When people on a seashore observed a staged larceny of a radio from a nearby towel, only 20 percent reacted; but if whoever owns the towel first asked individuals to “please view my things,” 95 percent of them became near-vigilantes, chasing down the thief and powerfully grabbing back the radio. Their desire to be consistent in what they’d said trumped their concern for personal safety.
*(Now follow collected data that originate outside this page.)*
//! Core use-case services.
//!
//! # Responsibility
//! - Orchestrate repository calls into use-case level APIs over a [`Store`].
//! - Route every mutation through [`Store::write`] so live queries refresh.
//! - Expose one live-query entry point per derived view.
//!
//! # Invariants
//! - Services never hold state of their own; the store is the only owner.
//! - Every write stamps `updated_at` from the wall clock at call time.
//!
//! [`Store`]: crate::store::Store
//! [`Store::write`]: crate::store::Store::write

pub mod analytics_service;
pub mod category_service;
pub mod expense_service;
pub mod project_service;
pub mod seed_service;
pub mod settings_service;
pub mod task_service;

use crate::analytics::PeriodError;
use crate::repo::RepoError;
use std::error::Error;
use std::fmt::{Display, Formatter};

pub type ServiceResult<T> = Result<T, ServiceError>;

/// Failure of a use-case that combines storage with period math.
#[derive(Debug)]
pub enum ServiceError {
    Repo(RepoError),
    Period(PeriodError),
}

impl ServiceError {
    pub fn is_not_found(&self) -> bool {
        matches!(self, Self::Repo(err) if err.is_not_found())
    }
}

impl Display for ServiceError {
    fn fmt(&self, f: &mut Formatter<'_>) -> std::fmt::Result {
        match self {
            Self::Repo(err) => write!(f, "{err}"),
            Self::Period(err) => write!(f, "{err}"),
        }
    }
}

impl Error for ServiceError {
    fn source(&self) -> Option<&(dyn Error + 'static)> {
        match self {
            Self::Repo(err) => Some(err),
            Self::Period(err) => Some(err),
        }
    }
}

impl From<RepoError> for ServiceError {
    fn from(value: RepoError) -> Self {
        Self::Repo(value)
    }
}

impl From<PeriodError> for ServiceError {
    fn from(value: PeriodError) -> Self {
        Self::Period(value)
    }
}

impl From<rusqlite::Error> for ServiceError {
    fn from(value: rusqlite::Error) -> Self {
        Self::Repo(RepoError::from(value))
    }
}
However, what orders consistency? The answer is simple: dedication. Research implies that once we commit to something with words or actions, we wish to not be inconsistent with it; and public dedication is the most powerful driver of all. A juror in a court of law, for example, is extremely unlikely to change her view once she has openly said it.
We even alter our very own self-image to be consistent with our earlier actions.
For example, Chinese interrogators got American prisoners to collaborate after the Korean War by asking them to make very small concessions such as signing and writing statements that were innocuous like “America isn’t perfect.” His compatriots frequently labeled the prisoner a “collaborator” when these statements were read across the prison camp.
The prisoner subsequently started to find himself as a collaborator too, thus becoming more helpful to the Chinese. He efficiently adjusted his self-image to not be inconsistent with what he’d done. In writing, having the commitment was also an important component in this process; there is something inescapably powerful in written words signed by oneself.
This broadly known foot in the door technique takes advantage of how even little obligations affect our self-image and is very favored by salesmen who frequently secure substantial purchases by getting customers to first make little obligations that change their self-image before a more substantial deal is offered.
We are near-obsessed with being and appearing consistent in our words and actions.